Brésil et les municipales sur fond de gospel

Le Brésil vit en ce mois d’octobre au rythme du gospel. La page de la MPB, la musique populaire brésilienne, aurait-elle été tournée ? Cet octobre brésilien est aussi un mois d’élections municipales. Y aurait-il un lien entre cette consultation locale et cette musique chorale religieuse nord-américaine ?

Photo : DR

L’évidence électorale est incontestable. Tous les quatre ans les Brésiliens renouvellent leurs 5 569 autorités de proximité. Cette année ils étaient invités à faire leur devoir de citoyen le 6 octobre dernier, et le 27, pour ceux qui habitent une ville de plus de 200 000 électeurs. Ils ont en 2024 comme en 2020 voté plutôt à droite et même à l’extrême droite. Cinq partis font figure de grands vainqueurs. Le MDB, (Mouvement démocratique brésilien), le PP (Parti progressiste), le PSD (Parti social-démocrate), le PL (Parti libéral), Union Brésil, qui sont tous, en dépit de dénominations trompeuses, représentatifs de familles idéologiques libérales et conservatrices. Le PT, parti du président Lula, a grignoté un peu ici et là, dans l’intérieur profond du pays. Il a perdu l’une des rares grandes villes qu’il détenait, Araraquara, dans l’État de São Paulo. Il n’a conquis aucune des 26 capitales régionales. Même s’il a réussi à faire entrer quelques conseillers en soutenant des candidats de droite, sortis vainqueurs, comme Eduardo Paes, à Rio par exemple. En revanche dès le premier tour les candidats bolsonaristes l’ont emporté à Maceio, chef-lieu de l’État d’Alagoas, et Rio Branco, dans l’État d’Acre. Cette bonne tenue des candidats soutenus par l’ex-président d’extrême droite, est une donnée à prendre en compte, à deux ans des prochaines présidentielles.
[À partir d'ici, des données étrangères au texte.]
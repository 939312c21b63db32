//! Remote workspace access
//!
//! A workspace is a broker-backed environment reachable only with a
//! short-lived token. [`WorkspaceTransport`] is the seam between the
//! [`ConnectionSession`](crate::session::ConnectionSession) and the wire:
//!
//! - [`http::HttpWorkspaceTransport`] talks to the portal HTTP API
//! - [`memory::MemoryWorkspace`] keeps everything in process, for tests and demos

pub mod http;
pub mod memory;

use crate::error::ConnectorResult;
use crate::record::Record;
use crate::types::SensitiveString;
use async_trait::async_trait;

pub use http::{BrokerInfo, BrokerSettings, HttpWorkspaceTransport, PortalConfig, WorkspaceInfo};
pub use memory::{FetchGate, MemoryWorkspace};

/// One page request against a workspace topic
#[derive(Debug, Clone, PartialEq, Eq)]
pub struct FetchRequest {
    /// Resolved topic id
    pub topic: String,
    /// First offset to return
    pub offset: u64,
    pub max_records: usize,
}

/// One page of records
#[derive(Debug, Clone, Default)]
pub struct FetchBatch {
    pub records: Vec<Record>,
    /// Offset to ask for next
    pub next_offset: u64,
    /// The topic is sealed and `next_offset` is past its last record
    pub end_of_stream: bool,
}

/// Wire access to a workspace
#[async_trait]
pub trait WorkspaceTransport: Send + Sync + 'static {
    /// Authenticated resource held while a session is open
    type Handle: Send + Sync + 'static;

    /// Exchange the token for a handle.
    ///
    /// Fails with `Auth` for a rejected token and `Unavailable` when the
    /// environment can not be reached.
    async fn authenticate(
        &self,
        workspace_id: &str,
        token: &SensitiveString,
    ) -> ConnectorResult<Self::Handle>;

    /// Map a configured topic name onto the id used for fetches
    async fn resolve_topic(&self, _handle: &Self::Handle, topic: &str) -> ConnectorResult<String> {
        Ok(topic.to_string())
    }

    async fn fetch(&self, handle: &Self::Handle, request: FetchRequest)
        -> ConnectorResult<FetchBatch>;

    /// Give the handle back. Called at most once per handle.
    async fn release(&self, handle: &Self::Handle) -> ConnectorResult<()>;
}

/// Prefix a topic name with the workspace id, unless it already has it
pub fn prepend_workspace_id(workspace_id: &str, topic: &str) -> String {
    let prefix = format!("{}-", workspace_id);
    if topic.starts_with(&prefix) {
        topic.to_string()
    } else {
        format!("{}{}", prefix, topic)
    }
}

/// Remove a leading `{workspace_id}-` from a topic id
pub fn strip_workspace_id_prefix(workspace_id: &str, topic: &str) -> String {
    let prefix = format!("{}-", workspace_id);
    topic.strip_prefix(&prefix).unwrap_or(topic).to_string()
}
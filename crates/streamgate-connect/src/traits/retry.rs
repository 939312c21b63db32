//! Retry policy for transient connector faults
//!
//! The run loop absorbs `Transient` errors from `produce_next()` with
//! bounded exponential backoff. [`RetryGuard`] counts consecutive failures
//! for the record currently being fetched and is reset by every success.

use std::time::{Duration, Instant};

/// Configuration for retry behavior
#[derive(Debug, Clone, PartialEq)]
pub struct RetryConfig {
    /// Maximum consecutive failed calls for one record, the first call included.
    /// The failure that reaches this count is promoted to fatal.
    pub max_attempts: u32,
    /// Delay after the first failure
    pub initial_delay: Duration,
    /// Upper bound for any single delay
    pub max_delay: Duration,
    /// Multiplier for exponential backoff (e.g., 2.0 doubles delay each retry)
    pub backoff_multiplier: f64,
    /// Jitter factor (0.0 to 1.0) spread around the computed delay
    pub jitter_factor: f64,
}

impl Default for RetryConfig {
    fn default() -> Self {
        Self {
            max_attempts: 5,
            initial_delay: Duration::from_millis(100),
            max_delay: Duration::from_secs(30),
            backoff_multiplier: 2.0,
            jitter_factor: 0.1,
        }
    }
}

impl RetryConfig {
    pub fn new() -> Self {
        Self::default()
    }

    /// Promote the first transient failure straight to fatal
    pub fn no_retry() -> Self {
        Self {
            max_attempts: 1,
            ..Default::default()
        }
    }

    /// Fixed delay between attempts (no exponential growth, no jitter)
    pub fn fixed_delay(max_attempts: u32, delay: Duration) -> Self {
        Self {
            max_attempts,
            initial_delay: delay,
            max_delay: delay,
            backoff_multiplier: 1.0,
            jitter_factor: 0.0,
        }
    }

    pub fn with_max_attempts(mut self, max_attempts: u32) -> Self {
        self.max_attempts = max_attempts.max(1);
        self
    }

    pub fn with_initial_delay(mut self, delay: Duration) -> Self {
        self.initial_delay = delay;
        self
    }

    pub fn with_max_delay(mut self, delay: Duration) -> Self {
        self.max_delay = delay;
        self
    }

    pub fn with_backoff_multiplier(mut self, multiplier: f64) -> Self {
        self.backoff_multiplier = multiplier;
        self
    }

    pub fn with_jitter(mut self, factor: f64) -> Self {
        self.jitter_factor = factor.clamp(0.0, 1.0);
        self
    }

    /// Delay to wait after the given failure (1-indexed; 0 means no wait)
    pub fn delay_for_attempt(&self, attempt: u32) -> Duration {
        if attempt == 0 {
            return Duration::ZERO;
        }

        // keep powi in range; anything past 30 doublings is capped anyway
        let capped_attempt = attempt.min(30);
        let base_delay = self.initial_delay.as_millis() as f64
            * self.backoff_multiplier.powi(capped_attempt as i32 - 1);

        let capped_delay = base_delay.min(self.max_delay.as_millis() as f64);

        // Deterministic jitter from the golden ratio sequence
        let jitter = if self.jitter_factor > 0.0 {
            let jitter_range = capped_delay * self.jitter_factor;
            let jitter_value = (attempt as f64 * 0.618033988749895) % 1.0;
            jitter_range * (jitter_value - 0.5) * 2.0
        } else {
            0.0
        };

        Duration::from_millis((capped_delay + jitter).max(0.0) as u64)
    }
}

/// Tracks consecutive failures for the record currently being fetched
#[derive(Debug)]
pub struct RetryGuard {
    config: RetryConfig,
    attempt: u32,
    first_failure: Option<Instant>,
}

impl RetryGuard {
    pub fn new(config: RetryConfig) -> Self {
        Self {
            config,
            attempt: 0,
            first_failure: None,
        }
    }

    /// Record a failed call.
    ///
    /// Returns the delay before the next call, or `None` once the failure
    /// count has reached `max_attempts`.
    pub fn record_failure(&mut self) -> Option<Duration> {
        self.attempt += 1;
        self.first_failure.get_or_insert_with(Instant::now);

        if self.attempt < self.config.max_attempts {
            Some(self.config.delay_for_attempt(self.attempt))
        } else {
            None
        }
    }

    /// Consecutive failures so far
    pub fn attempt(&self) -> u32 {
        self.attempt
    }

    /// Time since the first failure of the current streak
    pub fn elapsed(&self) -> Duration {
        self.first_failure
            .map(|start| start.elapsed())
            .unwrap_or_default()
    }

    /// Clear the streak after a successful call
    pub fn reset(&mut self) {
        self.attempt = 0;
        self.first_failure = None;
    }
}
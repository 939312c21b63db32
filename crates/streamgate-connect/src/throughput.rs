//! Throughput accounting
//!
//! A [`ThroughputMeter`] keeps a gapless, ordered sequence of sealed
//! windows plus one open window. It is a side channel: the run loop calls
//! [`ThroughputMeter::record`] after forwarding a record and never reads
//! anything back, so a slow reader can not stall delivery.
//!
//! ```text
//!  index:    0        1        2        3        4
//!          ┌────────┬────────┬────────┬────────┬────────┐
//!  records │   1    │   0    │   0    │   1    │  ...   │
//!          └────────┴────────┴────────┴────────┴────────┘
//!            sealed   sealed   sealed   sealed    open
//! ```
//!
//! Windows are either fixed durations (elapsed windows are sealed even when
//! empty) or fixed record counts.

use crate::error::{ConnectorError, ConnectorResult};
use crate::shutdown::CancellationSignal;
use chrono::{DateTime, Utc};
use parking_lot::Mutex;
use serde::Serialize;
use std::sync::Arc;
use std::time::Duration;
use tokio::task::JoinHandle;
use tokio::time::Instant;
use tracing::{debug, info};

/// Minimum length of a time window
pub const MIN_WINDOW: Duration = Duration::from_millis(1);

/// How windows are delimited
#[derive(Debug, Clone, Copy, PartialEq, Eq)]
pub enum WindowPolicy {
    /// Seal a window every time this much time has elapsed
    Duration(Duration),
    /// Seal a window once it holds this many records
    Records(u64),
}

impl WindowPolicy {
    pub fn validate(&self) -> ConnectorResult<()> {
        match self {
            Self::Duration(d) if *d < MIN_WINDOW => Err(ConnectorError::config(format!(
                "throughput window must be at least {:?}, got {:?}",
                MIN_WINDOW, d
            ))),
            Self::Records(0) => Err(ConnectorError::config(
                "throughput window must hold at least one record",
            )),
            _ => Ok(()),
        }
    }
}

impl std::fmt::Display for WindowPolicy {
    fn fmt(&self, f: &mut std::fmt::Formatter<'_>) -> std::fmt::Result {
        match self {
            Self::Duration(d) => write!(f, "{}ms windows", d.as_millis()),
            Self::Records(n) => write!(f, "{}-record windows", n),
        }
    }
}

/// Counts for one window. Immutable once sealed.
#[derive(Debug, Clone, PartialEq, Serialize)]
pub struct ThroughputSample {
    /// Position in the window sequence, starting at 0
    pub index: u64,
    pub window_start: DateTime<Utc>,
    pub record_count: u64,
    pub byte_count: u64,
    /// Window length (time elapsed so far for the open window)
    #[serde(with = "duration_ms")]
    pub duration: Duration,
}

impl ThroughputSample {
    pub fn records_per_sec(&self) -> f64 {
        rate(self.record_count, self.duration)
    }

    pub fn bytes_per_sec(&self) -> f64 {
        rate(self.byte_count, self.duration)
    }
}

/// Read-only copy of the meter's windows
#[derive(Debug, Clone, Serialize)]
pub struct ThroughputSnapshot {
    pub sealed: Vec<ThroughputSample>,
    /// The open window at the time of the snapshot
    pub current: ThroughputSample,
}

/// Aggregate view over everything the meter has seen
#[derive(Debug, Clone, Serialize)]
pub struct ThroughputSummary {
    pub total_records: u64,
    pub total_bytes: u64,
    pub sealed_windows: usize,
    #[serde(with = "duration_ms")]
    pub elapsed: Duration,
    pub mean_records_per_sec: f64,
    pub mean_bytes_per_sec: f64,
    /// Best sealed window; zero until a window has been sealed
    pub peak_records_per_sec: f64,
}

impl std::fmt::Display for ThroughputSummary {
    fn fmt(&self, f: &mut std::fmt::Formatter<'_>) -> std::fmt::Result {
        write!(
            f,
            "{} records / {} bytes in {:.2}s over {} windows (mean {:.0} rec/s, peak {:.0} rec/s)",
            self.total_records,
            self.total_bytes,
            self.elapsed.as_secs_f64(),
            self.sealed_windows,
            self.mean_records_per_sec,
            self.peak_records_per_sec
        )
    }
}

#[derive(Debug)]
struct OpenWindow {
    index: u64,
    started: Instant,
    records: u64,
    bytes: u64,
}

#[derive(Debug)]
struct MeterState {
    sealed: Vec<ThroughputSample>,
    open: OpenWindow,
    total_records: u64,
    total_bytes: u64,
}

/// Windowed record/byte counter
#[derive(Debug)]
pub struct ThroughputMeter {
    policy: WindowPolicy,
    origin: Instant,
    origin_wall: DateTime<Utc>,
    state: Mutex<MeterState>,
}

impl ThroughputMeter {
    pub fn new(policy: WindowPolicy) -> ConnectorResult<Self> {
        Self::with_origin(policy, Instant::now())
    }

    /// Start the first window at `origin` instead of now
    pub fn with_origin(policy: WindowPolicy, origin: Instant) -> ConnectorResult<Self> {
        policy.validate()?;
        let origin_wall = Utc::now() - chrono_duration(Instant::now().saturating_duration_since(origin));
        Ok(Self {
            policy,
            origin,
            origin_wall,
            state: Mutex::new(MeterState {
                sealed: Vec::new(),
                open: OpenWindow {
                    index: 0,
                    started: origin,
                    records: 0,
                    bytes: 0,
                },
                total_records: 0,
                total_bytes: 0,
            }),
        })
    }

    pub fn policy(&self) -> WindowPolicy {
        self.policy
    }

    /// Count one forwarded record of `bytes` bytes
    pub fn record(&self, bytes: u64) {
        self.record_at(Instant::now(), bytes);
    }

    /// Count one record observed at `now`.
    ///
    /// Every window that ended before `now` is sealed first, so the record
    /// always lands in the window active at `now`.
    pub fn record_at(&self, now: Instant, bytes: u64) {
        let mut state = self.state.lock();
        self.seal_elapsed(&mut state, now);

        state.open.records += 1;
        state.open.bytes += bytes;
        state.total_records += 1;
        state.total_bytes += bytes;

        if let WindowPolicy::Records(limit) = self.policy {
            if state.open.records >= limit {
                self.seal_open(&mut state, now);
            }
        }
    }

    /// Seal windows that have elapsed without new records
    pub fn advance(&self) {
        self.advance_to(Instant::now());
    }

    pub fn advance_to(&self, now: Instant) {
        let mut state = self.state.lock();
        self.seal_elapsed(&mut state, now);
    }

    pub fn snapshot(&self) -> ThroughputSnapshot {
        let now = Instant::now();
        let state = self.state.lock();
        ThroughputSnapshot {
            sealed: state.sealed.clone(),
            current: self.sample_of(&state.open, now.saturating_duration_since(state.open.started)),
        }
    }

    /// Sealed windows with `index >= from`, in order
    pub fn sealed_since(&self, from: u64) -> Vec<ThroughputSample> {
        let state = self.state.lock();
        // Indices are dense and start at 0, so the index is the position.
        let start = usize::try_from(from).unwrap_or(usize::MAX);
        state.sealed.get(start..).map(<[_]>::to_vec).unwrap_or_default()
    }

    pub fn sealed_count(&self) -> usize {
        self.state.lock().sealed.len()
    }

    pub fn summary(&self) -> ThroughputSummary {
        let elapsed = Instant::now().saturating_duration_since(self.origin);
        let state = self.state.lock();
        let peak = state
            .sealed
            .iter()
            .map(ThroughputSample::records_per_sec)
            .fold(0.0_f64, f64::max);
        ThroughputSummary {
            total_records: state.total_records,
            total_bytes: state.total_bytes,
            sealed_windows: state.sealed.len(),
            elapsed,
            mean_records_per_sec: rate(state.total_records, elapsed),
            mean_bytes_per_sec: rate(state.total_bytes, elapsed),
            peak_records_per_sec: peak,
        }
    }

    fn seal_elapsed(&self, state: &mut MeterState, now: Instant) {
        let WindowPolicy::Duration(length) = self.policy else {
            return;
        };
        while now.saturating_duration_since(state.open.started) >= length {
            let end = state.open.started + length;
            self.seal_open(state, end);
        }
    }

    fn seal_open(&self, state: &mut MeterState, end: Instant) {
        let duration = end.saturating_duration_since(state.open.started);
        let sample = self.sample_of(&state.open, duration);
        debug!(
            window = sample.index,
            records = sample.record_count,
            bytes = sample.byte_count,
            "Sealed throughput window"
        );
        state.sealed.push(sample);
        state.open = OpenWindow {
            index: state.open.index + 1,
            started: end,
            records: 0,
            bytes: 0,
        };
    }

    fn sample_of(&self, window: &OpenWindow, duration: Duration) -> ThroughputSample {
        let offset = window.started.saturating_duration_since(self.origin);
        ThroughputSample {
            index: window.index,
            window_start: self.origin_wall + chrono_duration(offset),
            record_count: window.records,
            byte_count: window.bytes,
            duration,
        }
    }
}

/// Periodically seals idle windows and logs every newly sealed one
pub struct ThroughputReporter;

impl ThroughputReporter {
    /// Spawn the reporter. It exits after a final report once `signal`
    /// is requested.
    pub fn spawn(
        meter: Arc<ThroughputMeter>,
        interval: Duration,
        signal: CancellationSignal,
    ) -> JoinHandle<()> {
        tokio::spawn(async move {
            let mut ticker = tokio::time::interval(interval.max(MIN_WINDOW));
            ticker.set_missed_tick_behavior(tokio::time::MissedTickBehavior::Delay);
            let mut next = 0;
            loop {
                tokio::select! {
                    _ = ticker.tick() => {
                        meter.advance();
                        next = report_since(&meter, next);
                    }
                    _ = signal.cancelled() => {
                        meter.advance();
                        report_since(&meter, next);
                        return;
                    }
                }
            }
        })
    }
}

fn report_since(meter: &ThroughputMeter, from: u64) -> u64 {
    let mut next = from;
    for sample in meter.sealed_since(from) {
        info!(
            window = sample.index,
            start = %sample.window_start.format("%H:%M:%S%.3f"),
            records = sample.record_count,
            bytes = sample.byte_count,
            "Throughput: {:.0} rec/s, {:.1} KiB/s",
            sample.records_per_sec(),
            sample.bytes_per_sec() / 1024.0
        );
        next = sample.index + 1;
    }
    next
}

fn rate(count: u64, over: Duration) -> f64 {
    let secs = over.as_secs_f64();
    if secs > 0.0 {
        count as f64 / secs
    } else {
        0.0
    }
}

fn chrono_duration(d: Duration) -> chrono::Duration {
    chrono::Duration::from_std(d).unwrap_or_else(|_| chrono::Duration::zero())
}

mod duration_ms {
    use serde::Serializer;
    use std::time::Duration;

    pub fn serialize<S: Serializer>(d: &Duration, serializer: S) -> Result<S::Ok, S::Error> {
        serializer.serialize_u64(d.as_millis() as u64)
    }
}
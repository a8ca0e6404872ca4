//! Character types and progression logic.

pub mod logic;
pub mod types;

pub use logic::*;
pub use types::*;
La reconnaissance du gospel comme musique emblématique brésilienne donne également sa couleur à ce surprenant mois d’octobre. Le 15 octobre, neuf jours après le premier tour, et à douze jours du deuxième tour des municipales, Lula a reçu dans le palais présidentiel de Plananalto, à Brasilia, pasteurs et dessus du panier évangélique. Il avait en effet une grande nouvelle à partager avec eux. Il venait de signer le projet de loi 3090/2023, déposé par le député PSD, Raimundo dos Santos (sic), devenu loi sous le numéro 14 998. L’adoption de ce texte déclare le 9 juin, « Jour national de la musique gospel ». Selon les services du chef de l’État, et le rapporteur, le sénateur libéral, Marcos Rogerio[1], cette décision « reconnaît la contribution du gospel à l’identité musicale du pays et son rôle dans le bien-être émotionnel et spirituel de ceux qui l’écoutent ». Il rend hommage à une missionnaire suédoise Frida Maria Strandberg Vingren, venue apporter avec cette musique importée des États-Unis, la bonne parole aux habitants de Belém de Para. Elle a fondé avec un dénommé Daniel Berg l’une des confessions évangéliques locales, l’Assemblée de Dieu. Les présents ont chanté en chœur, dans l’un des salons de la présidence, en présence du chef de l’État, Faz Um Milagro em Mim Accomplis un miracle en moi). Son auteur, Joao Geraldo Danese Silveira, Regis Danese sur les pochettes de CD, ex-catholique et chanteur de samba et de pagode, a changé de registre en 2000, après des déboires conjugaux. Abandonnant la musique populaire brésilienne ou MPB, il est entré en évangélisme et en gospel. De 2003 à 2008, c’est Gilberto Gil, chanteur MPB, que Lula avait nommé ministre de la Culture. Autres temps, autres convictions culturelles, et peut-être politiques.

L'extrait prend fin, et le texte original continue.